▸ **SUPPLIED MATERIAL**:
--- START ---
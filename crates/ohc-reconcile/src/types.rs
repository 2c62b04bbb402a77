use std::collections::HashSet;
use std::fmt;

use serde::{Deserialize, Serialize};

/// Comment marker used by the service's hash files.
pub const DEFAULT_COMMENT_MARKER: &str = "#";

/// One normalized hash line.
///
/// Two records are equal iff their canonical text is byte-equal. The only way
/// to obtain a `Record` from raw text is [`Canonicalizer::canonicalize`].
#[derive(Clone, Debug, PartialEq, Eq, Hash, PartialOrd, Ord, Serialize, Deserialize)]
#[serde(transparent)]
pub struct Record(String);

impl Record {
    pub fn as_str(&self) -> &str {
        &self.0
    }

    pub fn into_string(self) -> String {
        self.0
    }
}

impl fmt::Display for Record {
    fn fmt(&self, f: &mut fmt::Formatter<'_>) -> fmt::Result {
        f.write_str(&self.0)
    }
}

impl AsRef<str> for Record {
    fn as_ref(&self) -> &str {
        &self.0
    }
}

/// Canonicalization rule shared by local lines and remote task hashes.
///
/// A raw line is trimmed; blank lines and lines starting with the comment
/// marker are not records.
#[derive(Clone, Debug, PartialEq, Eq)]
pub struct Canonicalizer {
    comment_marker: String,
}

impl Default for Canonicalizer {
    fn default() -> Self {
        Self {
            comment_marker: DEFAULT_COMMENT_MARKER.to_string(),
        }
    }
}

impl Canonicalizer {
    /// Returns `None` for a blank marker (it would swallow every line).
    pub fn with_comment_marker(marker: &str) -> Option<Self> {
        let marker = marker.trim();
        if marker.is_empty() {
            return None;
        }
        Some(Self {
            comment_marker: marker.to_string(),
        })
    }

    pub fn comment_marker(&self) -> &str {
        &self.comment_marker
    }

    pub fn canonicalize(&self, raw: &str) -> Option<Record> {
        let t = raw.trim();
        if t.is_empty() || t.starts_with(self.comment_marker.as_str()) {
            return None;
        }
        Some(Record(t.to_string()))
    }
}

/// Ordered, unique local records for one run.
///
/// Order is order of first occurrence across all sources. Built only by
/// [`crate::RecordSetBuilder`]; immutable afterwards.
#[derive(Clone, Debug, Default, PartialEq, Eq)]
pub struct RecordSet {
    records: Vec<Record>,
    index: HashSet<Record>,
}

impl RecordSet {
    pub fn empty() -> Self {
        Self::default()
    }

    /// Appends `r` unless already present. Returns `true` when appended.
    pub(crate) fn insert(&mut self, r: Record) -> bool {
        if self.index.contains(&r) {
            return false;
        }
        self.index.insert(r.clone());
        self.records.push(r);
        true
    }

    pub fn len(&self) -> usize {
        self.records.len()
    }

    pub fn is_empty(&self) -> bool {
        self.records.is_empty()
    }

    pub fn contains(&self, r: &Record) -> bool {
        self.index.contains(r)
    }

    pub fn iter(&self) -> std::slice::Iter<'_, Record> {
        self.records.iter()
    }

    pub fn as_slice(&self) -> &[Record] {
        &self.records
    }
}

impl<'a> IntoIterator for &'a RecordSet {
    type Item = &'a Record;
    type IntoIter = std::slice::Iter<'a, Record>;

    fn into_iter(self) -> Self::IntoIter {
        self.records.iter()
    }
}

/// Records the service already holds for the account. Membership only.
#[derive(Clone, Debug, Default, PartialEq, Eq)]
pub struct RemoteRecordSet {
    records: HashSet<Record>,
}

impl RemoteRecordSet {
    pub fn empty() -> Self {
        Self::default()
    }

    /// Builds a remote set from raw hash strings using `canon`.
    /// Strings that are not records (blank, comment) are dropped.
    pub fn from_raw<I, S>(canon: &Canonicalizer, raw: I) -> Self
    where
        I: IntoIterator<Item = S>,
        S: AsRef<str>,
    {
        let records = raw
            .into_iter()
            .filter_map(|s| canon.canonicalize(s.as_ref()))
            .collect();
        Self { records }
    }

    pub fn contains(&self, r: &Record) -> bool {
        self.records.contains(r)
    }

    pub fn len(&self) -> usize {
        self.records.len()
    }

    pub fn is_empty(&self) -> bool {
        self.records.is_empty()
    }
}

/// Local records the service does not know yet, in Record Set order.
#[derive(Clone, Debug, Default, PartialEq, Eq)]
pub struct PendingSet {
    records: Vec<Record>,
}

impl PendingSet {
    pub(crate) fn new(records: Vec<Record>) -> Self {
        Self { records }
    }

    pub fn len(&self) -> usize {
        self.records.len()
    }

    pub fn is_empty(&self) -> bool {
        self.records.is_empty()
    }

    pub fn iter(&self) -> std::slice::Iter<'_, Record> {
        self.records.iter()
    }

    pub fn as_slice(&self) -> &[Record] {
        &self.records
    }

    /// Canonical text of every record, in order.
    pub fn to_strings(&self) -> Vec<String> {
        self.records.iter().map(|r| r.as_str().to_string()).collect()
    }
}

impl<'a> IntoIterator for &'a PendingSet {
    type Item = &'a Record;
    type IntoIter = std::slice::Iter<'a, Record>;

    fn into_iter(self) -> Self::IntoIter {
        self.records.iter()
    }
}

#[cfg(test)]
mod tests {
    use super::*;

    #[test]
    fn canonicalize_trims_and_skips_comments() {
        let c = Canonicalizer::default();
        assert_eq!(c.canonicalize("  abc \r").unwrap().as_str(), "abc");
        assert!(c.canonicalize("").is_none());
        assert!(c.canonicalize("   \t").is_none());
        assert!(c.canonicalize("# note").is_none());
        assert!(c.canonicalize("   #indented comment").is_none());
        // marker only matters at the start
        assert_eq!(c.canonicalize("a#b").unwrap().as_str(), "a#b");
    }

    #[test]
    fn custom_comment_marker() {
        let c = Canonicalizer::with_comment_marker("//").unwrap();
        assert!(c.canonicalize("// skip").is_none());
        assert_eq!(c.canonicalize("#kept").unwrap().as_str(), "#kept");
        assert!(Canonicalizer::with_comment_marker("  ").is_none());
    }

    #[test]
    fn record_set_insert_is_first_wins() {
        let c = Canonicalizer::default();
        let mut s = RecordSet::empty();
        assert!(s.insert(c.canonicalize("a").unwrap()));
        assert!(s.insert(c.canonicalize("b").unwrap()));
        assert!(!s.insert(c.canonicalize(" a ").unwrap()));
        let v: Vec<&str> = s.iter().map(Record::as_str).collect();
        assert_eq!(v, vec!["a", "b"]);
    }

    #[test]
    fn remote_set_uses_same_rule() {
        let c = Canonicalizer::default();
        let remote = RemoteRecordSet::from_raw(&c, ["  x ", "", "#y", "x"]);
        assert_eq!(remote.len(), 1);
        assert!(remote.contains(&c.canonicalize("x").unwrap()));
    }
}
use std::fs;

use ohc_artifacts::{load_record_set, FileOverflowSink};
use ohc_execution::OverflowSink;
use ohc_reconcile::{build_record_set, reconcile, Canonicalizer, RemoteRecordSet};

fn pending_of(n: usize) -> ohc_reconcile::PendingSet {
    let canon = Canonicalizer::default();
    let lines: Vec<String> = (0..n).map(|i| format!("WPA*02*{i:04}")).collect();
    let local = build_record_set(&canon, vec![lines]);
    reconcile(&local, &RemoteRecordSet::empty()).pending
}

#[test]
fn overflow_file_reads_back_as_the_same_records_in_order() {
    let dir = tempfile::tempdir().unwrap();
    let path = dir.path().join("ohc_overflow_hashes.txt");
    let pending = pending_of(73);

    let receipt = FileOverflowSink::new(&path).persist(&pending).unwrap();
    assert_eq!(receipt.count, 73);
    assert_eq!(receipt.location, path.display().to_string());

    let text = fs::read_to_string(&path).unwrap();
    assert!(text.starts_with("# ohc overflow: 73 pending record(s)"));

    let (reread, _) = load_record_set(&[path], &Canonicalizer::default()).unwrap();
    assert_eq!(reread.as_slice(), pending.as_slice());
}

#[test]
fn overflow_replaces_previous_file_and_leaves_no_temp() {
    let dir = tempfile::tempdir().unwrap();
    let path = dir.path().join("overflow.txt");
    fs::write(&path, "stale\n").unwrap();

    FileOverflowSink::new(&path).persist(&pending_of(3)).unwrap();

    let text = fs::read_to_string(&path).unwrap();
    assert!(!text.contains("stale"));
    let names: Vec<_> = fs::read_dir(dir.path())
        .unwrap()
        .map(|e| e.unwrap().file_name())
        .collect();
    assert_eq!(names.len(), 1, "unexpected files: {names:?}");
}

#[test]
fn custom_marker_header_is_still_skipped_on_read() {
    let dir = tempfile::tempdir().unwrap();
    let path = dir.path().join("nested").join("overflow.txt");
    let sink = FileOverflowSink::new(&path).with_comment_marker("//");
    sink.persist(&pending_of(2)).unwrap();

    let canon = Canonicalizer::with_comment_marker("//").unwrap();
    let (reread, _) = load_record_set(&[path], &canon).unwrap();
    assert_eq!(reread.len(), 2);
}

#[test]
fn unwritable_target_is_an_error() {
    let dir = tempfile::tempdir().unwrap();
    // target is an existing directory; rename over it fails
    let target = dir.path().join("taken");
    fs::create_dir(&target).unwrap();
    fs::write(target.join("keep"), "x").unwrap();

    let err = FileOverflowSink::new(&target).persist(&pending_of(1));
    assert!(err.is_err());
    assert_eq!(fs::read_to_string(target.join("keep")).unwrap(), "x");
}
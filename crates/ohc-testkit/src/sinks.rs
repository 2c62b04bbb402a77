use std::cell::RefCell;

use ohc_execution::{OverflowSink, SinkError, SinkReceipt};
use ohc_reconcile::PendingSet;

/// Keeps every persisted batch in memory.
#[derive(Default)]
pub struct MemorySink {
    batches: RefCell<Vec<Vec<String>>>,
}

impl MemorySink {
    pub fn new() -> Self {
        Self::default()
    }

    pub fn batches(&self) -> Vec<Vec<String>> {
        self.batches.borrow().clone()
    }

    pub fn write_count(&self) -> usize {
        self.batches.borrow().len()
    }
}

impl OverflowSink for MemorySink {
    fn persist(&self, pending: &PendingSet) -> Result<SinkReceipt, SinkError> {
        self.batches.borrow_mut().push(pending.to_strings());
        Ok(SinkReceipt {
            location: "memory".to_string(),
            count: pending.len(),
        })
    }
}

/// Always fails; counts attempts.
#[derive(Default)]
pub struct FailingSink {
    attempts: RefCell<usize>,
}

impl FailingSink {
    pub fn new() -> Self {
        Self::default()
    }

    pub fn attempts(&self) -> usize {
        *self.attempts.borrow()
    }
}

impl OverflowSink for FailingSink {
    fn persist(&self, _pending: &PendingSet) -> Result<SinkReceipt, SinkError> {
        *self.attempts.borrow_mut() += 1;
        Err("disk full".into())
    }
}
//! ohc-api
//!
//! Blocking transport for the OnlineHashCrack v2 API.
//!
//! Every call is a single `POST` of a JSON body to one endpoint. There are no
//! retries here: a rate-limit reply is returned like any other reply, and a
//! request that produces no reply is a [`TransportError`]. Interpreting the
//! reply is the caller's job.
//!
//! The API key is passed in by the caller; it is never logged.

use std::time::Duration;

use anyhow::{Context, Result};
use ohc_execution::{
    RemoteService, ServiceReply, SubmitBatch, TransportError, WritePermit, AGREE_TERMS,
    DEFAULT_ALGO_MODE, DEFAULT_LIST_TIMEOUT, DEFAULT_SUBMIT_TIMEOUT,
};
use serde::Serialize;
use serde_json::{json, Value};
use tracing::debug;

pub use ohc_execution::DEFAULT_BASE_URL;

/// Non-JSON reply bodies are kept up to this many characters.
const MAX_TEXT_CHARS: usize = 4000;

const ACTION_LIST_TASKS: &str = "list_tasks";
const ACTION_UPLOAD: &str = "upload";

#[derive(Debug, Clone)]
pub struct OhcClientOptions {
    pub base_url: String,
    pub algo_mode: u64,
    pub list_timeout: Duration,
    pub submit_timeout: Duration,
}

impl Default for OhcClientOptions {
    fn default() -> Self {
        Self {
            base_url: DEFAULT_BASE_URL.to_string(),
            algo_mode: DEFAULT_ALGO_MODE,
            list_timeout: DEFAULT_LIST_TIMEOUT,
            submit_timeout: DEFAULT_SUBMIT_TIMEOUT,
        }
    }
}

#[derive(Serialize)]
struct ListTasksPayload<'a> {
    api_key: &'a str,
    agree_terms: &'a str,
    action: &'a str,
}

#[derive(Serialize)]
struct UploadPayload<'a> {
    api_key: &'a str,
    agree_terms: &'a str,
    algo_mode: u64,
    hashes: Vec<&'a str>,
}

#[derive(Clone)]
pub struct OhcClient {
    api_key: String,
    opts: OhcClientOptions,
    http: reqwest::blocking::Client,
}

impl std::fmt::Debug for OhcClient {
    fn fmt(&self, f: &mut std::fmt::Formatter<'_>) -> std::fmt::Result {
        f.debug_struct("OhcClient")
            .field("api_key", &"<REDACTED>")
            .field("opts", &self.opts)
            .finish()
    }
}

impl OhcClient {
    pub fn new(api_key: String, opts: OhcClientOptions) -> Result<Self> {
        let http = reqwest::blocking::Client::builder()
            .build()
            .context("failed to build http client")?;
        Ok(Self {
            api_key,
            opts,
            http,
        })
    }

    pub fn base_url(&self) -> &str {
        &self.opts.base_url
    }

    fn post<P: Serialize>(
        &self,
        action: &'static str,
        payload: &P,
        timeout: Duration,
    ) -> Result<ServiceReply, TransportError> {
        let resp = self
            .http
            .post(self.opts.base_url.as_str())
            .timeout(timeout)
            .json(payload)
            .send()
            .map_err(|e| TransportError::new(action, e.to_string()))?;

        let http_status = resp.status().as_u16();
        let text = resp
            .text()
            .map_err(|e| TransportError::new(action, format!("reading body: {e}")))?;
        debug!(action, http_status, bytes = text.len(), "reply received");

        Ok(ServiceReply::new(http_status, reply_body(&text)))
    }
}

/// JSON objects pass through; anything else becomes
/// `{"success": false, "text": <truncated body>}`.
fn reply_body(text: &str) -> Value {
    match serde_json::from_str::<Value>(text) {
        Ok(v @ Value::Object(_)) => v,
        _ => json!({
            "success": false,
            "text": text.chars().take(MAX_TEXT_CHARS).collect::<String>(),
        }),
    }
}

impl RemoteService for OhcClient {
    fn list_tasks(&self) -> Result<ServiceReply, TransportError> {
        let payload = ListTasksPayload {
            api_key: &self.api_key,
            agree_terms: AGREE_TERMS,
            action: ACTION_LIST_TASKS,
        };
        self.post(ACTION_LIST_TASKS, &payload, self.opts.list_timeout)
    }

    fn upload_hashes(
        &self,
        batch: SubmitBatch,
        _permit: WritePermit,
    ) -> Result<ServiceReply, TransportError> {
        let payload = UploadPayload {
            api_key: &self.api_key,
            agree_terms: batch.agree_terms(),
            algo_mode: self.opts.algo_mode,
            hashes: batch.hashes(),
        };
        self.post(ACTION_UPLOAD, &payload, self.opts.submit_timeout)
    }
}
--- END ---
▸ **AIM OF THE TASK**: Taking the entries above, write out exactly the lines starting with the line containing "to build http" and going on through the line containing "fn list_tasks(&self) ->", both included, and nothing else.

▸ **ANSWER TO THIS EXERCISE**:
            .context("failed to build http client")?;
        Ok(Self {
            api_key,
            opts,
            http,
        })
    }

    pub fn base_url(&self) -> &str {
        &self.opts.base_url
    }

    fn post<P: Serialize>(
        &self,
        action: &'static str,
        payload: &P,
        timeout: Duration,
    ) -> Result<ServiceReply, TransportError> {
        let resp = self
            .http
            .post(self.opts.base_url.as_str())
            .timeout(timeout)
            .json(payload)
            .send()
            .map_err(|e| TransportError::new(action, e.to_string()))?;

        let http_status = resp.status().as_u16();
        let text = resp
            .text()
            .map_err(|e| TransportError::new(action, format!("reading body: {e}")))?;
        debug!(action, http_status, bytes = text.len(), "reply received");

        Ok(ServiceReply::new(http_status, reply_body(&text)))
    }
}

/// JSON objects pass through; anything else becomes
/// `{"success": false, "text": <truncated body>}`.
fn reply_body(text: &str) -> Value {
    match serde_json::from_str::<Value>(text) {
        Ok(v @ Value::Object(_)) => v,
        _ => json!({
            "success": false,
            "text": text.chars().take(MAX_TEXT_CHARS).collect::<String>(),
        }),
    }
}

impl RemoteService for OhcClient {
    fn list_tasks(&self) -> Result<ServiceReply, TransportError> {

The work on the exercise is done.